Hi, I was wondering if you could help answer a few questions and doubts I have about moving forward with my E85 build. I know there’s a lot of hype about E85 being corrosive and I know there are measures to take to make that less possible in the fuel lines, pumps, and filters but I’m wondering about aluminum in an intake or heads or the pistons. What negative effect could that have on those components?
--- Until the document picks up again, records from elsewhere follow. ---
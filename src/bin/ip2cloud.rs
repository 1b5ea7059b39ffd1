//! ip2cloud: look up IPv4 addresses against cloud provider ranges.

use clap::{ArgAction, Args, Parser, Subcommand};
use ip2cloud::report::{write_plain, OUTPUT_BUFFER_SIZE};
use ip2cloud::{GroupedReport, LookupPipeline, OwnerFilter, PipelineConfig, Store, Trie};
use std::fs;
use std::io::{self, BufRead, BufReader, BufWriter, Write};
use std::path::PathBuf;

type CliResult<T = ()> = Result<T, Box<dyn std::error::Error>>;

#[derive(Parser)]
#[command(name = "ip2cloud")]
#[command(version)]
#[command(about = "Check IPs against cloud provider ranges", long_about = None)]
#[command(after_help = "Examples:
  cat ips.txt | ip2cloud              Lookup IPs from stdin
  ip2cloud 8.8.8.8 3.5.1.1            Lookup specific IPs
  ip2cloud -p aws < ips.txt           Only show AWS matches
  ip2cloud -j < ips.txt               Output as JSON
  ip2cloud add mycloud 10.0.0.0/8     Add a CIDR range
  ip2cloud remove mycloud             Remove a provider
  ip2cloud list                       List all providers
  ip2cloud build --seed ./data        Rebuild trie from a seed directory")]
struct Cli {
    /// Base directory for provider data and the compiled trie
    #[arg(long, global = true, env = "IP2CLOUD_HOME")]
    home: Option<PathBuf>,

    /// Verbose logging
    #[arg(short, long, global = true)]
    verbose: bool,

    #[command(subcommand)]
    command: Option<Commands>,

    #[command(flatten)]
    lookup: LookupArgs,
}

#[derive(Args)]
struct LookupArgs {
    /// Only match specific providers (comma-separated, e.g. aws,azure)
    #[arg(short, long = "provider", value_name = "LIST")]
    provider: Option<String>,

    /// Print output in JSON format
    #[arg(short, long)]
    json: bool,

    /// Number of concurrent workers (default: available parallelism)
    #[arg(short, long)]
    workers: Option<usize>,

    /// Seed missing provider files from this directory when the trie must be rebuilt
    #[arg(long, value_name = "DIR")]
    seed: Option<PathBuf>,

    /// Addresses to look up; read from stdin when omitted
    ips: Vec<String>,
}

#[derive(Subcommand)]
enum Commands {
    /// Build binary trie from provider data
    Build {
        /// Seed data from a directory of .txt files, replacing existing files
        #[arg(long, value_name = "DIR")]
        seed: Option<PathBuf>,
    },

    /// Add CIDR ranges to a provider
    Add {
        /// Provider name
        provider: String,

        /// Read CIDRs from a file (use '-' for stdin)
        #[arg(short, long, value_name = "FILE")]
        file: Option<String>,

        /// Rebuild binary trie after adding
        #[arg(long, default_value_t = true, action = ArgAction::Set)]
        build: bool,

        /// Overwrite an existing provider without asking
        #[arg(short, long)]
        yes: bool,

        /// CIDR ranges
        cidrs: Vec<String>,
    },

    /// Remove a provider and its ranges
    Remove {
        /// Provider name
        provider: String,

        /// Rebuild binary trie after removing
        #[arg(long, default_value_t = true, action = ArgAction::Set)]
        build: bool,
    },

    /// List providers and range counts
    List,

    /// Print version
    Version,
}

fn main() {
    let cli = Cli::parse();

    let default_filter = if cli.verbose { "debug" } else { "warn" };
    env_logger::Builder::from_env(env_logger::Env::default().default_filter_or(default_filter))
        .init();

    if let Err(e) = run(cli) {
        eprintln!("error: {}", e);
        std::process::exit(1);
    }
}

fn run(cli: Cli) -> CliResult {
    if let Some(Commands::Version) = cli.command {
        println!("ip2cloud version {}", env!("CARGO_PKG_VERSION"));
        return Ok(());
    }

    let store = match &cli.home {
        Some(home) => Store::new(home),
        None => Store::open_default()?,
    };

    match cli.command {
        None => lookup(&store, cli.lookup),
        Some(Commands::Build { seed }) => build(&store, seed),
        Some(Commands::Add {
            provider,
            file,
            build,
            yes,
            cidrs,
        }) => add(&store, &provider, file.as_deref(), cidrs, build, yes),
        Some(Commands::Remove { provider, build }) => remove(&store, &provider, build),
        Some(Commands::List) => list(&store),
        Some(Commands::Version) => Ok(()),
    }
}

fn print_warnings(trie: &Trie) {
    for warning in trie.warnings() {
        eprintln!("warning: {}", warning);
    }
}

fn lookup(store: &Store, args: LookupArgs) -> CliResult {
    let trie = store.load_or_build(args.seed.as_deref())?;
    print_warnings(&trie);
    if trie.owner_count() == 0 {
        log::warn!(
            "No providers loaded from {:?}; every lookup will miss. Seed with --seed <dir> or 'ip2cloud add'",
            store.data_dir
        );
    }

    let config = match args.workers {
        Some(workers) => PipelineConfig::with_workers(workers),
        None => PipelineConfig::default(),
    };
    let filter = args
        .provider
        .as_deref()
        .map(OwnerFilter::parse)
        .unwrap_or_default();
    let pipeline = LookupPipeline::with_config(&trie, config).with_filter(filter);
    log::debug!("Looking up with {} workers", pipeline.config().workers);

    // A read error still reports the matches resolved before it.
    let stdout = io::stdout();
    let result = if args.json {
        let mut report = GroupedReport::new();
        let result = feed(&pipeline, args.ips, |batch| report.extend(batch));
        report.write_json(stdout.lock())?;
        result
    } else {
        let mut out = BufWriter::with_capacity(OUTPUT_BUFFER_SIZE, stdout.lock());
        let mut write_err = None;
        let result = feed(&pipeline, args.ips, |batch| {
            if write_err.is_none() {
                if let Err(e) = write_plain(&mut out, &batch) {
                    write_err = Some(e);
                }
            }
        });
        if let Some(e) = write_err {
            return Err(e.into());
        }
        out.flush()?;
        result
    };

    let stats = result?;
    log::debug!("{:?}", stats);
    Ok(())
}

fn feed<F>(
    pipeline: &LookupPipeline<'_>,
    ips: Vec<String>,
    sink: F,
) -> ip2cloud::Result<ip2cloud::PipelineStats>
where
    F: FnMut(Vec<ip2cloud::Match>),
{
    if ips.is_empty() {
        pipeline.run_reader(BufReader::new(io::stdin()), sink)
    } else {
        Ok(pipeline.run_addrs(ips, sink))
    }
}

fn build(store: &Store, seed: Option<PathBuf>) -> CliResult {
    store.init()?;
    if let Some(dir) = seed {
        store.seed_from_dir(&dir, true)?;
    }

    let trie = store.build()?;
    print_warnings(&trie);
    println!(
        "Built trie: {} providers, saved to {}",
        trie.owner_count(),
        store.bin_path.display()
    );
    Ok(())
}

fn add(
    store: &Store,
    provider: &str,
    file: Option<&str>,
    mut cidrs: Vec<String>,
    rebuild: bool,
    yes: bool,
) -> CliResult {
    ip2cloud::store::validate_provider_name(provider)?;

    if let Some(file) = file {
        if file == "-" {
            read_cidrs(io::stdin().lock(), &mut cidrs)?;
        } else {
            let f = fs::File::open(file).map_err(|e| format!("opening {}: {}", file, e))?;
            read_cidrs(BufReader::new(f), &mut cidrs)?;
        }
    }

    if cidrs.is_empty() {
        return Err("no CIDRs provided. Use arguments, -f file, or -f - for stdin.".into());
    }

    if store.provider_exists(provider) {
        if !yes && !confirm(&format!(
            "Provider '{}' already exists. Overwrite? [y/N]: ",
            provider
        ))? {
            println!("Aborted.");
            return Ok(());
        }
        store.overwrite_ranges(provider, &cidrs)?;
        println!("Overwrote {} with {} ranges", provider, cidrs.len());
    } else {
        store.add_ranges(provider, &cidrs)?;
        println!("Added {} ranges to {}", cidrs.len(), provider);
    }

    if rebuild {
        let trie = store.build()?;
        print_warnings(&trie);
        println!("Rebuilt binary trie");
    }
    Ok(())
}

fn remove(store: &Store, provider: &str, rebuild: bool) -> CliResult {
    store.remove_provider(provider)?;
    println!("Removed provider '{}'", provider);

    if rebuild {
        let trie = store.build()?;
        print_warnings(&trie);
        println!("Rebuilt binary trie");
    }
    Ok(())
}

fn list(store: &Store) -> CliResult {
    let providers = store.list_providers()?;
    if providers.is_empty() {
        println!("No providers found. Run 'ip2cloud build --seed <dir>' to import data.");
        return Ok(());
    }

    let width = providers
        .iter()
        .map(|p| p.name.len())
        .chain(["PROVIDER".len(), "TOTAL".len()])
        .max()
        .unwrap_or(0);

    let stdout = io::stdout();
    let mut out = stdout.lock();
    writeln!(out, "{:<width$}  RANGES", "PROVIDER", width = width)?;
    let mut total = 0;
    for p in &providers {
        writeln!(out, "{:<width$}  {}", p.name, p.range_count, width = width)?;
        total += p.range_count;
    }
    writeln!(out)?;
    writeln!(out, "{:<width$}  {}", "TOTAL", total, width = width)?;
    Ok(())
}

fn read_cidrs<R: BufRead>(reader: R, cidrs: &mut Vec<String>) -> io::Result<()> {
    for line in reader.lines() {
        let line = line?;
        let line = line.trim();
        if !line.is_empty() && !line.starts_with('#') {
            cidrs.push(line.to_string());
        }
    }
    Ok(())
}

fn confirm(prompt: &str) -> io::Result<bool> {
    print!("{}", prompt);
    io::stdout().flush()?;

    let mut answer = String::new();
    io::stdin().read_line(&mut answer)?;
    let answer = answer.trim().to_lowercase();
    Ok(answer == "y" || answer == "yes")
}
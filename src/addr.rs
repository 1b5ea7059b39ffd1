//! Dotted-decimal IPv4 codec used on the lookup hot path.

/// Parse a dotted-decimal IPv4 address into its big-endian `u32` value.
///
/// Accepts exactly four decimal octets in `0..=255` separated by three dots.
/// Anything else (whitespace, signs, empty octets, a fifth octet) yields
/// `None`. The scan is a single pass over the bytes with no allocation.
///
/// # Examples
/// ```
/// use ip2cloud::parse_ipv4;
///
/// assert_eq!(parse_ipv4("10.0.0.1"), Some(0x0A00_0001));
/// assert_eq!(parse_ipv4("256.0.0.1"), None);
/// ```
pub fn parse_ipv4(s: &str) -> Option<u32> {
    let mut ip: u32 = 0;
    let mut octet: u32 = 0;
    let mut has_digit = false;
    let mut dots = 0u8;

    for &c in s.as_bytes() {
        match c {
            b'0'..=b'9' => {
                octet = octet * 10 + u32::from(c - b'0');
                if octet > 255 {
                    return None;
                }
                has_digit = true;
            }
            b'.' => {
                if !has_digit || dots == 3 {
                    return None;
                }
                ip = (ip << 8) | octet;
                octet = 0;
                has_digit = false;
                dots += 1;
            }
            _ => return None,
        }
    }

    if dots != 3 || !has_digit {
        return None;
    }
    Some((ip << 8) | octet)
}

/// Render a `u32` address back to dotted-decimal.
pub fn format_ipv4(ip: u32) -> String {
    let [a, b, c, d] = ip.to_be_bytes();
    format!("{}.{}.{}.{}", a, b, c, d)
}

#[cfg(test)]
mod tests {
    use super::*;

    #[test]
    fn test_parse_valid() {
        assert_eq!(parse_ipv4("0.0.0.0"), Some(0));
        assert_eq!(parse_ipv4("255.255.255.255"), Some(u32::MAX));
        assert_eq!(parse_ipv4("192.168.1.1"), Some(0xC0A8_0101));
        assert_eq!(parse_ipv4("8.8.8.8"), Some(0x0808_0808));
    }

    #[test]
    fn test_canonical_round_trip() {
        for s in [
            "0.0.0.0",
            "1.2.3.4",
            "10.0.0.255",
            "127.0.0.1",
            "172.16.254.3",
            "255.255.255.255",
        ] {
            let ip = parse_ipv4(s).unwrap();
            assert_eq!(format_ipv4(ip), s);
        }
    }

    #[test]
    fn test_agrees_with_std() {
        for ip in [0u32, 1, 0x7F00_0001, 0x0A0B_0C0D, 0xDEAD_BEEF, u32::MAX] {
            let rendered = std::net::Ipv4Addr::from(ip).to_string();
            assert_eq!(parse_ipv4(&rendered), Some(ip));
        }
    }

    #[test]
    fn test_rejects_malformed() {
        let bad = [
            "",
            "1.2.3",
            "1.2.3.4.5",
            "1.2.3.",
            ".1.2.3",
            "1..2.3",
            "256.0.0.1",
            "1.2.3.999",
            "1.2.3.4 ",
            " 1.2.3.4",
            "1.2.3.a",
            "-1.2.3.4",
            "1.2.3.4/24",
            "::1",
            "...",
        ];
        for s in bad {
            assert_eq!(parse_ipv4(s), None, "{:?} should be rejected", s);
        }
    }

    #[test]
    fn test_leading_zeros_are_decimal() {
        // Not canonical, but each octet still reads as decimal.
        assert_eq!(parse_ipv4("010.001.000.009"), Some(0x0A01_0009));
    }
}
//! Batched concurrent lookup pipeline.
//!
//! A feeder thread pushes address batches into a bounded queue, a fixed pool
//! of workers resolves them against a shared [`Trie`], and the calling thread
//! drains result batches from a second bounded queue. Each queue closes when
//! its last sender is dropped, so shutdown flows feeder → workers → consumer.
//!
//! With more than one worker, result batches arrive in completion order, not
//! submission order. The set of matches is the same for any worker count.

use ahash::AHashSet;
use crossbeam_channel::bounded;
use std::io::{self, BufRead};
use std::num::NonZeroUsize;
use std::panic;
use std::thread;

use crate::trie::Trie;
use crate::Result;

/// Default number of addresses per input batch.
pub const DEFAULT_BATCH_SIZE: usize = 4096;

/// Default queue slots per worker.
const QUEUE_SLOTS_PER_WORKER: usize = 2;

/// Configuration for the lookup pipeline.
#[derive(Debug, Clone)]
pub struct PipelineConfig {
    /// Number of worker threads (at least 1).
    pub workers: usize,
    /// Addresses per batch when reading a line stream.
    pub batch_size: usize,
    /// Capacity of each queue, in batches.
    pub queue_depth: usize,
}

impl Default for PipelineConfig {
    fn default() -> Self {
        let workers = thread::available_parallelism()
            .map(NonZeroUsize::get)
            .unwrap_or(1);
        Self::with_workers(workers)
    }
}

impl PipelineConfig {
    /// Create a configuration with the given worker count.
    ///
    /// A count of 0 is raised to 1.
    pub fn with_workers(workers: usize) -> Self {
        let workers = workers.max(1);
        Self {
            workers,
            batch_size: DEFAULT_BATCH_SIZE,
            queue_depth: workers * QUEUE_SLOTS_PER_WORKER,
        }
    }

    /// Set the batch size used when reading line streams.
    pub fn with_batch_size(mut self, batch_size: usize) -> Self {
        self.batch_size = batch_size.max(1);
        self
    }

    /// Set the queue capacity, in batches.
    pub fn with_queue_depth(mut self, queue_depth: usize) -> Self {
        self.queue_depth = queue_depth.max(1);
        self
    }
}

/// Case-insensitive set of owners to keep. An empty filter keeps everything.
#[derive(Debug, Clone, Default)]
pub struct OwnerFilter {
    allowed: AHashSet<String>,
}

impl OwnerFilter {
    /// Filter that accepts every owner.
    pub fn allow_all() -> Self {
        Self::default()
    }

    /// Build a filter from owner names. Blank names are ignored.
    pub fn new<I, S>(names: I) -> Self
    where
        I: IntoIterator<Item = S>,
        S: AsRef<str>,
    {
        let allowed = names
            .into_iter()
            .map(|name| name.as_ref().trim().to_lowercase())
            .filter(|name| !name.is_empty())
            .collect();
        Self { allowed }
    }

    /// Parse a comma-separated owner list such as `"aws, GCP"`.
    pub fn parse(list: &str) -> Self {
        Self::new(list.split(','))
    }

    /// Whether this filter accepts every owner.
    pub fn is_empty(&self) -> bool {
        self.allowed.is_empty()
    }

    /// Check whether `owner` passes the filter.
    pub fn allows(&self, owner: &str) -> bool {
        self.allowed.is_empty() || self.allowed.contains(&owner.to_lowercase())
    }
}

/// A resolved address.
#[derive(Debug, Clone, PartialEq, Eq, PartialOrd, Ord, Hash)]
pub struct Match {
    /// Address as it appeared in the input.
    pub addr: String,
    /// Owner name, never empty.
    pub owner: String,
}

/// Counters for one pipeline run.
#[derive(Debug, Clone, Copy, Default, PartialEq, Eq)]
pub struct PipelineStats {
    /// Input batches submitted.
    pub batches: usize,
    /// Addresses submitted.
    pub addresses: usize,
    /// Matches delivered to the sink.
    pub matches: usize,
}

/// Resolve one batch, dropping misses and filtered owners.
pub fn lookup_batch(trie: &Trie, filter: &OwnerFilter, batch: Vec<String>) -> Vec<Match> {
    batch
        .into_iter()
        .filter_map(|addr| {
            let owner = trie.lookup(&addr);
            if owner.is_empty() || !filter.allows(owner) {
                return None;
            }
            Some(Match {
                owner: owner.to_string(),
                addr,
            })
        })
        .collect()
}

/// Worker pool that applies a shared trie to batches of addresses.
pub struct LookupPipeline<'t> {
    trie: &'t Trie,
    filter: OwnerFilter,
    config: PipelineConfig,
}

impl<'t> LookupPipeline<'t> {
    /// Create a pipeline over `trie` with the default configuration.
    pub fn new(trie: &'t Trie) -> Self {
        Self::with_config(trie, PipelineConfig::default())
    }

    /// Create a pipeline with a custom configuration.
    pub fn with_config(trie: &'t Trie, config: PipelineConfig) -> Self {
        Self {
            trie,
            filter: OwnerFilter::allow_all(),
            config,
        }
    }

    /// Only report matches whose owner passes `filter`.
    pub fn with_filter(mut self, filter: OwnerFilter) -> Self {
        self.filter = filter;
        self
    }

    /// Get the pipeline configuration.
    pub fn config(&self) -> &PipelineConfig {
        &self.config
    }

    /// Resolve the given addresses as a single batch.
    pub fn run_addrs<F>(&self, addrs: Vec<String>, sink: F) -> PipelineStats
    where
        F: FnMut(Vec<Match>),
    {
        self.run(std::iter::once(addrs), sink)
    }

    /// Resolve addresses read line by line from `reader`.
    ///
    /// Lines are trimmed and blank lines skipped. A read error stops the
    /// feeder; batches already queued are still resolved before the error is
    /// returned.
    pub fn run_reader<R, F>(&self, reader: R, sink: F) -> Result<PipelineStats>
    where
        R: BufRead + Send,
        F: FnMut(Vec<Match>),
    {
        let mut batches = LineBatches::new(reader, self.config.batch_size);
        let stats = self.run(&mut batches, sink);
        match batches.error.take() {
            Some(e) => Err(e.into()),
            None => Ok(stats),
        }
    }

    /// Resolve every batch from `batches`, passing each non-empty result batch
    /// to `sink` on the calling thread.
    pub fn run<B, F>(&self, batches: B, mut sink: F) -> PipelineStats
    where
        B: IntoIterator<Item = Vec<String>>,
        B::IntoIter: Send,
        F: FnMut(Vec<Match>),
    {
        let batches = batches.into_iter();
        let depth = self.config.queue_depth.max(1);
        let (batch_tx, batch_rx) = bounded::<Vec<String>>(depth);
        let (result_tx, result_rx) = bounded::<Vec<Match>>(depth);

        thread::scope(|scope| {
            let feeder = scope.spawn(move || {
                let mut stats = PipelineStats::default();
                for batch in batches {
                    stats.batches += 1;
                    stats.addresses += batch.len();
                    if batch_tx.send(batch).is_err() {
                        break;
                    }
                }
                stats
            });

            for _ in 0..self.config.workers.max(1) {
                let batch_rx = batch_rx.clone();
                let result_tx = result_tx.clone();
                let trie = self.trie;
                let filter = &self.filter;
                scope.spawn(move || {
                    for batch in batch_rx {
                        let results = lookup_batch(trie, filter, batch);
                        if !results.is_empty() && result_tx.send(results).is_err() {
                            break;
                        }
                    }
                });
            }
            drop(batch_rx);
            drop(result_tx);

            let mut matches = 0;
            for results in result_rx {
                matches += results.len();
                sink(results);
            }

            let mut stats = match feeder.join() {
                Ok(stats) => stats,
                Err(payload) => panic::resume_unwind(payload),
            };
            stats.matches = matches;
            stats
        })
    }
}

/// Splits a line stream into fixed-size batches of trimmed, non-blank lines.
///
/// Lines that are not valid UTF-8 are decoded lossily and later fail to
/// parse like any other malformed address. Iteration ends at EOF or at the
/// first read error, which is kept in `error` for the caller to inspect
/// afterwards.
pub struct LineBatches<R> {
    reader: R,
    batch_size: usize,
    line: Vec<u8>,
    done: bool,
    /// First read error, if any.
    pub error: Option<io::Error>,
}

impl<R: BufRead> LineBatches<R> {
    /// Create a batcher yielding at most `batch_size` lines per batch.
    pub fn new(reader: R, batch_size: usize) -> Self {
        Self {
            reader,
            batch_size: batch_size.max(1),
            line: Vec::new(),
            done: false,
            error: None,
        }
    }
}

impl<R: BufRead> Iterator for LineBatches<R> {
    type Item = Vec<String>;

    fn next(&mut self) -> Option<Self::Item> {
        if self.done {
            return None;
        }
        let mut batch = Vec::with_capacity(self.batch_size);
        while batch.len() < self.batch_size {
            self.line.clear();
            match self.reader.read_until(b'\n', &mut self.line) {
                Ok(0) => {
                    self.done = true;
                    break;
                }
                Ok(_) => {
                    let line = String::from_utf8_lossy(&self.line);
                    let addr = line.trim();
                    if !addr.is_empty() {
                        batch.push(addr.to_string());
                    }
                }
                Err(e) => {
                    self.error = Some(e);
                    self.done = true;
                    break;
                }
            }
        }
        if batch.is_empty() {
            None
        } else {
            Some(batch)
        }
    }
}
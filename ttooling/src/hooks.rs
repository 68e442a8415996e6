//! Runtime hooks for tool execution lifecycle events.
//!
//! ```rust
//! use ttooling::{NoopToolRuntimeHooks, ToolRuntimeHooks};
//!
//! fn assert_hooks_trait(_hooks: &dyn ToolRuntimeHooks) {}
//!
//! let hooks = NoopToolRuntimeHooks;
//! assert_hooks_trait(&hooks);
//! ```

use std::time::Duration;

use crate::{ToolCall, ToolError, ToolExecutionContext, ToolExecutionResult};

pub trait ToolRuntimeHooks: Send + Sync {
    fn on_execution_start(&self, _tool_call: &ToolCall, _context: &ToolExecutionContext) {}

    fn on_execution_success(
        &self,
        _tool_call: &ToolCall,
        _context: &ToolExecutionContext,
        _result: &ToolExecutionResult,
        _elapsed: Duration,
    ) {
    }

    fn on_execution_failure(
        &self,
        _tool_call: &ToolCall,
        _context: &ToolExecutionContext,
        _error: &ToolError,
        _elapsed: Duration,
    ) {
    }
}

#[derive(Debug, Default, Clone, Copy)]
pub struct NoopToolRuntimeHooks;

impl ToolRuntimeHooks for NoopToolRuntimeHooks {}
Also, if I were to use a 6-71 blower with aluminum rotors, would the E85 damage those? — M.J.
Jeff Smith: Just so everybody is on the same page, E85 is 85 percent ethanol mixed with 15 percent gasoline.
This is a great fuel to use for supercharged engines because not only does it offer a high octane rating of roughly 105, but it also offers excellent cooling opportunities—especially for a 6-71-style supercharger where the carburetors (or fuel injection) is located above the blower.
The cooling effect is much like what can be observed when the nurse at the doctor’s office applies a rubbing-alcohol swab to your skin before a booster shot.
As the alcohol evaporates off of your skin, it pulls heat with it—which is why your skin feels cooler.
The same thing happens in engines.
As the blower squeezes the incoming air and fuel, the large volume of ethanol mixes with the air and pulls a tremendous amount of heat from it. With a lower temperature, the engine runs better because the air is more dense.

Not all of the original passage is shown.